Corps de l’article
Ce livre est une charge à fond de train d’abord contre les défenseurs (advocates) des droits des autochtones et aussi contre les leaders autochtones, mais surtout contre les cultures autochtones. Ce que les auteurs appellent l’« industrie autochtone », c’est le travail que font aujourd’hui surtout des consultants – essentiellement des avocats et des anthropologues – auprès des organismes et communautés autochtones afin de les aider à obtenir des fonds pour financer différents programmes et services. Ainsi, des sommes énormes d’argent seraient versées par les gouvernements – principalement le gouvernement fédéral – à peu près sans résultats positifs pour les personnes directement concernées, les « pauvres » autochtones, mais essentiellement au profit de leurs défenseurs et de leurs leaders. La « thèse » des auteurs à ce sujet peut se résumer dans la phrase suivante : « The legal and “culturally sensitive” bureaucratic solutions to aboriginal problems the Industry proposes continue to keep natives isolated and dependent, justifying demands for more funding and programs for the Aboriginal Industry. » (p. 9)
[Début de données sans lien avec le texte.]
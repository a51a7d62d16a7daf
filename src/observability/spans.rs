//! Structured span definitions for tracing.

use tracing::{Level, Span, span};

/// Span covering one staged plugin execution.
pub fn execution_span(plugin_id: &str, event: Option<&str>) -> Span {
    span!(
        Level::INFO,
        "plugin.execute",
        plugin_id = plugin_id,
        event = event.unwrap_or(""),
    )
}

/// Span covering one lazy or eager plugin load.
pub fn load_span(plugin_id: &str) -> Span {
    span!(Level::DEBUG, "plugin.load", plugin_id = plugin_id)
}

/// Span covering a fan-out of one event.
pub fn fire_span(event: &str) -> Span {
    span!(Level::DEBUG, "event.fire", event = event)
}
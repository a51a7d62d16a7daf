//! File-backed Tier
//!
//! Stores the whole tier as one JSON object of raw strings. Used as the
//! persistent tier so cached descriptors survive restarts.

use std::collections::HashMap;
use std::path::{Path, PathBuf};

use tokio::sync::RwLock;

use super::CacheResult;
use super::tier::DurableTier;

pub struct FileTier {
    path: PathBuf,
    data: RwLock<Option<HashMap<String, String>>>,
}

impl FileTier {
    pub fn new(path: impl Into<PathBuf>) -> Self {
        Self {
            path: path.into(),
            data: RwLock::new(None),
        }
    }

    pub fn path(&self) -> &Path {
        &self.path
    }

    async fn load(&self) -> CacheResult<HashMap<String, String>> {
        if !tokio::fs::try_exists(&self.path).await? {
            return Ok(HashMap::new());
        }

        let content = tokio::fs::read_to_string(&self.path).await?;
        if content.trim().is_empty() {
            return Ok(HashMap::new());
        }
        Ok(serde_json::from_str(&content)?)
    }

    async fn save(&self, data: &HashMap<String, String>) -> CacheResult<()> {
        if let Some(parent) = self.path.parent() {
            tokio::fs::create_dir_all(parent).await?;
        }

        let content = serde_json::to_string_pretty(data)?;
        tokio::fs::write(&self.path, content).await?;
        Ok(())
    }

    /// Run `f` against the loaded map, reading the file on first access
    async fn with_data<R>(
        &self,
        f: impl FnOnce(&mut HashMap<String, String>) -> (R, bool),
    ) -> CacheResult<R> {
        let mut data = self.data.write().await;
        if data.is_none() {
            *data = Some(self.load().await?);
        }
        let map = data.get_or_insert_with(HashMap::new);
        let (result, dirty) = f(map);
        if dirty {
            self.save(map).await?;
        }
        Ok(result)
    }
}

#[async_trait::async_trait]
impl DurableTier for FileTier {
    fn name(&self) -> &str {
        "file"
    }

    async fn get(&self, key: &str) -> CacheResult<Option<String>> {
        self.with_data(|map| (map.get(key).cloned(), false)).await
    }

    async fn set(&self, key: &str, value: &str) -> CacheResult<()> {
        self.with_data(|map| {
            map.insert(key.to_string(), value.to_string());
            ((), true)
        })
        .await
    }

    async fn remove(&self, key: &str) -> CacheResult<bool> {
        self.with_data(|map| {
            let existed = map.remove(key).is_some();
            (existed, existed)
        })
        .await
    }

    async fn keys(&self) -> CacheResult<Vec<String>> {
        self.with_data(|map| (map.keys().cloned().collect(), false))
            .await
    }

    async fn clear(&self) -> CacheResult<()> {
        self.with_data(|map| {
            map.clear();
            ((), true)
        })
        .await
    }
}

impl std::fmt::Debug for FileTier {
    fn fmt(&self, f: &mut std::fmt::Formatter<'_>) -> std::fmt::Result {
        f.debug_struct("FileTier")
            .field("path", &self.path)
            .finish()
    }
}
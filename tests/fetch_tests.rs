//! HTTP fetch tests
//!
//! Serves manifests and plugin configuration from a mock server and loads
//! them through the default fetcher.

use std::sync::Arc;
use std::sync::atomic::{AtomicUsize, Ordering};

use plugin_runtime::{
    DefaultFetcher, Error, FetchError, FnPlugin, ModuleCatalog, PluginSpec, ResourceFetcher,
    Runtime,
};
use serde_json::json;
use url::Url;
use wiremock::matchers::{method, path};
use wiremock::{Mock, MockServer, ResponseTemplate};

async fn serve_json(server: &MockServer, route: &str, body: serde_json::Value) {
    Mock::given(method("GET"))
        .and(path(route))
        .respond_with(ResponseTemplate::new(200).set_body_json(body))
        .mount(server)
        .await;
}

fn root(server: &MockServer) -> Url {
    Url::parse(&format!("{}/plugins/", server.uri())).unwrap()
}

// ============================================================================
// Default fetcher
// ============================================================================

mod fetcher_tests {
    use super::*;

    #[tokio::test]
    async fn test_fetch_json() {
        let server = MockServer::start().await;
        serve_json(&server, "/plugins/plugins.json", json!({"e": {}})).await;

        let url = root(&server).join("plugins.json").unwrap();
        let value = DefaultFetcher::new().fetch_json(&url).await.unwrap();

        assert_eq!(value, json!({"e": {}}));
    }

    #[tokio::test]
    async fn test_status_errors() {
        let server = MockServer::start().await;
        Mock::given(method("GET"))
            .and(path("/plugins/plugins.json"))
            .respond_with(ResponseTemplate::new(503))
            .mount(&server)
            .await;

        let url = root(&server).join("plugins.json").unwrap();
        let err = DefaultFetcher::new().fetch_text(&url).await.unwrap_err();

        assert!(matches!(err, FetchError::Status { status: 503, .. }));
        assert!(Error::from(err).is_retryable());
    }

    #[tokio::test]
    async fn test_missing_document() {
        let server = MockServer::start().await;

        let url = root(&server).join("absent.json").unwrap();
        let err = DefaultFetcher::new().fetch_text(&url).await.unwrap_err();

        assert!(err.is_not_found());
    }
}

// ============================================================================
// Runtime over HTTP roots
// ============================================================================

mod http_root_tests {
    use super::*;

    #[tokio::test]
    async fn test_plugin_loaded_from_http_root() {
        let server = MockServer::start().await;
        serve_json(
            &server,
            "/plugins/plugins.json",
            json!({
                "word-selected": {
                    "dict.lookup": {"package": "dict", "pluginPath": "lookup.js"}
                }
            }),
        )
        .await;
        serve_json(
            &server,
            "/plugins/dict/configuration.json",
            json!({"endpoint": "https://dictionary.example/api"}),
        )
        .await;

        let instantiations = Arc::new(AtomicUsize::new(0));
        let counter = Arc::clone(&instantiations);
        let modules = ModuleCatalog::new().module("dict.lookup", move |descriptor| {
            counter.fetch_add(1, Ordering::SeqCst);
            vec![PluginSpec::from_descriptor(
                descriptor,
                FnPlugin::new().on_run(|params, configuration, _| {
                    Ok(json!({"word": params, "endpoint": configuration["endpoint"]}))
                }),
            )]
        });
        let runtime = Runtime::builder().modules(modules).build().unwrap();

        runtime.init(&[root(&server)]).await.unwrap();
        let outcomes = runtime
            .fire("word-selected", json!("hello"), None)
            .await
            .settled()
            .await;

        assert_eq!(instantiations.load(Ordering::SeqCst), 1);
        assert_eq!(
            outcomes[0].value(),
            Some(&json!({"word": "hello", "endpoint": "https://dictionary.example/api"}))
        );
    }

    #[tokio::test]
    async fn test_unreachable_root_is_reported() {
        let server = MockServer::start().await;
        let runtime = Runtime::new();

        let err = runtime.init(&[root(&server)]).await.unwrap_err();

        assert!(matches!(&err, Error::DescriptorFetch { failures } if failures.len() == 1));
        assert!(err.to_string().contains(root(&server).as_str()));
    }
}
Plus que les avocats, à peu près jamais cités, ce sont surtout les anthropologues et autres défenseurs des droits des autochtones qui servent de têtes de Turc à Widdowson et Howard, qui démontrent une certaine connaissance de nombreux auteurs classiques (Boas, Jenness, Radcliffe-Brown, Mead, Lévi-Strauss, Sahlins, etc.) ou de ceux qui travaillent avec des groupes autochtones du Canada (Brody, Feit, Nasdady, Usher, Waldran, Weinstein, etc.). Mais ils semblent n'avoir aucune notion de l’anthropologie appliquée, se référant plutôt à une mystique de la « vraie science » neutre et objective qui devrait dénoncer les leaders autochtones et les abus de toutes sortes plutôt que de les couvrir et de les excuser sous le couvert de la conservation de la culture traditionnelle. Fréquemment les auteurs font référence aux accusations de racisme dont seraient victimes ceux qui, comme eux, osent dénoncer des situations et des comportements jugés inacceptables et que l’on retrouverait vraisemblablement partout en milieu autochtone.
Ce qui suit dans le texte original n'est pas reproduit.